La proposta di una Usl della Bassa Veronese è stata lanciata dal leghista Alessandro
Montagnoli, che tuttavia sarebbe stato prontamente richiamato all’ordine, a giudicare dalle
stringate dichiarazioni che rilascia dopo quell’uscita pubblica: «Sono valutazioni che stiamo
facendo all’interno del gruppo, in questa fase preferisco non dire altro». Gli va in soccorso
il capogruppo Nicola Finco: «Il collega si è fatto portavoce di una richiesta del territorio di
cui è espressione, non mi sento di crocifiggerlo per questo. Ma la posizione del governatore
Zaia è di 9 e su quella noi restiamo compatti. Individuare un requisito unico per tutto il
territorio regionale? Impossibile, perché ogni realtà ha le sue specificità. Ma mentre le
esigenze del Veneto Orientale e del Bassanese sono emerse da tempo, quella del Veronese
è spuntata solo adesso, per un incaponimento di Tosi che il Pd si sente assurdamente in
dovere di sostenere».
Oggi le forze di maggioranza si incontreranno per pianificare i turni in aula, in modo da non
far mai mancare il numero legale. «Il fronte è compatto su 9 Usl», assicura il presidente
Roberto Ciambetti. Per la verità Zaia potrebbe giocarsi la carta del ritorno a 7 Usl: una per
provincia e zitti tutti. «Per me rimane la soluzione migliore — dice lo zaiano Fabrizio Boron,
presidente della commissione Sanità — anche perché su quella l’opposizione si era esposta.
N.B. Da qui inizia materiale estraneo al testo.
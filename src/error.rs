/// Unified error types for the Breakwater risk engine
use axum::{
    http::StatusCode,
    response::{IntoResponse, Response},
    Json,
};
use serde::{Deserialize, Serialize};
use thiserror::Error;

/// Main error type for the engine
#[derive(Error, Debug)]
pub enum EngineError {
    /// Database errors
    #[error("Database error: {0}")]
    Database(#[from] sqlx::Error),

    /// Validation errors
    #[error("Validation error: {0}")]
    Validation(String),

    /// Not found errors
    #[error("Not found: {0}")]
    NotFound(String),

    /// Conflict errors (e.g., a second open appeal for the same action)
    #[error("Conflict: {0}")]
    Conflict(String),

    /// Policy contract violations. These indicate a caller bug, such as
    /// trying to auto-create a permanent ban, and must never be downgraded.
    #[error("Policy violation: {0}")]
    PolicyViolation(String),

    /// Rate limiting errors
    #[error("Rate limit exceeded")]
    RateLimitExceeded { retry_after: std::time::Duration },

    /// Configuration errors
    #[error("Configuration error: {0}")]
    Config(String),

    /// Internal server errors
    #[error("Internal error: {0}")]
    Internal(String),

    /// IO errors
    #[error("IO error: {0}")]
    Io(#[from] std::io::Error),

    /// JSON serialization errors
    #[error("Serialization error: {0}")]
    Serialization(#[from] serde_json::Error),
}

/// JSON error response body
#[derive(Debug, Serialize, Deserialize)]
pub struct ErrorResponse {
    pub error: String,
    pub message: String,
}

/// Convert EngineError to HTTP response
impl IntoResponse for EngineError {
    fn into_response(self) -> Response {
        let (status, error_code, message) = match self {
            EngineError::Validation(_) => (
                StatusCode::BAD_REQUEST,
                "InvalidRequest",
                self.to_string(),
            ),
            EngineError::NotFound(_) => (
                StatusCode::NOT_FOUND,
                "NotFound",
                self.to_string(),
            ),
            EngineError::Conflict(_) => (
                StatusCode::CONFLICT,
                "Conflict",
                self.to_string(),
            ),
            EngineError::RateLimitExceeded { .. } => (
                StatusCode::TOO_MANY_REQUESTS,
                "RateLimitExceeded",
                "Rate limit exceeded".to_string(),
            ),
            EngineError::PolicyViolation(_) => {
                tracing::error!("policy violation surfaced to caller: {}", self);
                (
                    StatusCode::INTERNAL_SERVER_ERROR,
                    "PolicyViolation",
                    self.to_string(),
                )
            }
            EngineError::Database(_)
            | EngineError::Internal(_)
            | EngineError::Io(_)
            | EngineError::Serialization(_) => (
                StatusCode::INTERNAL_SERVER_ERROR,
                "InternalServerError",
                "Internal server error".to_string(), // Don't leak details
            ),
            EngineError::Config(_) => (
                StatusCode::INTERNAL_SERVER_ERROR,
                "InternalServerError",
                self.to_string(),
            ),
        };

        if status.is_server_error() {
            crate::metrics::record_error(error_code, "api");
        }

        let body = Json(ErrorResponse {
            error: error_code.to_string(),
            message,
        });

        (status, body).into_response()
    }
}

/// Result type alias for engine operations
pub type EngineResult<T> = Result<T, EngineError>;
Detto questo appartengo però ad una maggioranza che sostiene lo schema a 9, per cui lo
difenderò fino all’ultimo».
Il problema è che la battaglia rischia di prolungarsi così tanto da veder terminare senza
alcun risultato l’anno di commissariamento delle aziende teoricamente destinate alla
soppressione. Ecco perché Zaia, irritato per gli effetti del «jolly» che consente di prolungare
all’infinito i tempi degli interventi, starebbe meditando di lasciare il cerino in mano alle
minoranze. Traduce Stefano Valdegamberi, zaiano e veronese: «Chi ha vinto ha il diritto di
governare, nel caso anche di sbagliare. Ci lascino votare la legge e vedranno che
l’approviamo domani mattina, altrimenti dovranno assumersene la responsabilità».
DAI POTERI DEI DG AGLI ACQUISTI, COSÌ IL TESTO È STATO CAMBIATO
«È istituita, ai sensi dell’articolo 60 dello Statuto, l’Azienda per il governo della sanità della
Regione del Veneto». Iniziava così il documento timbrato il 29 giugno 2015 a Palazzo Ferro
Fini, primo firmatario l’allora neo-rieletto governatore Luca Zaia, oggetto l’attivazione
dell’Azienda Zero e la riduzione delle Usl. Ma un anno, due mesi e quindici giorni dopo, cos’è
rimasto di quel progetto di legge? Solo una parte, almeno a confrontare il testo depositato
allora con la versione rimaneggiata finora, che ha visto riscrivere e approvare quindici articoli
e accantonarne un altro e attende ancora che ne siano esaminati ulteriori sette.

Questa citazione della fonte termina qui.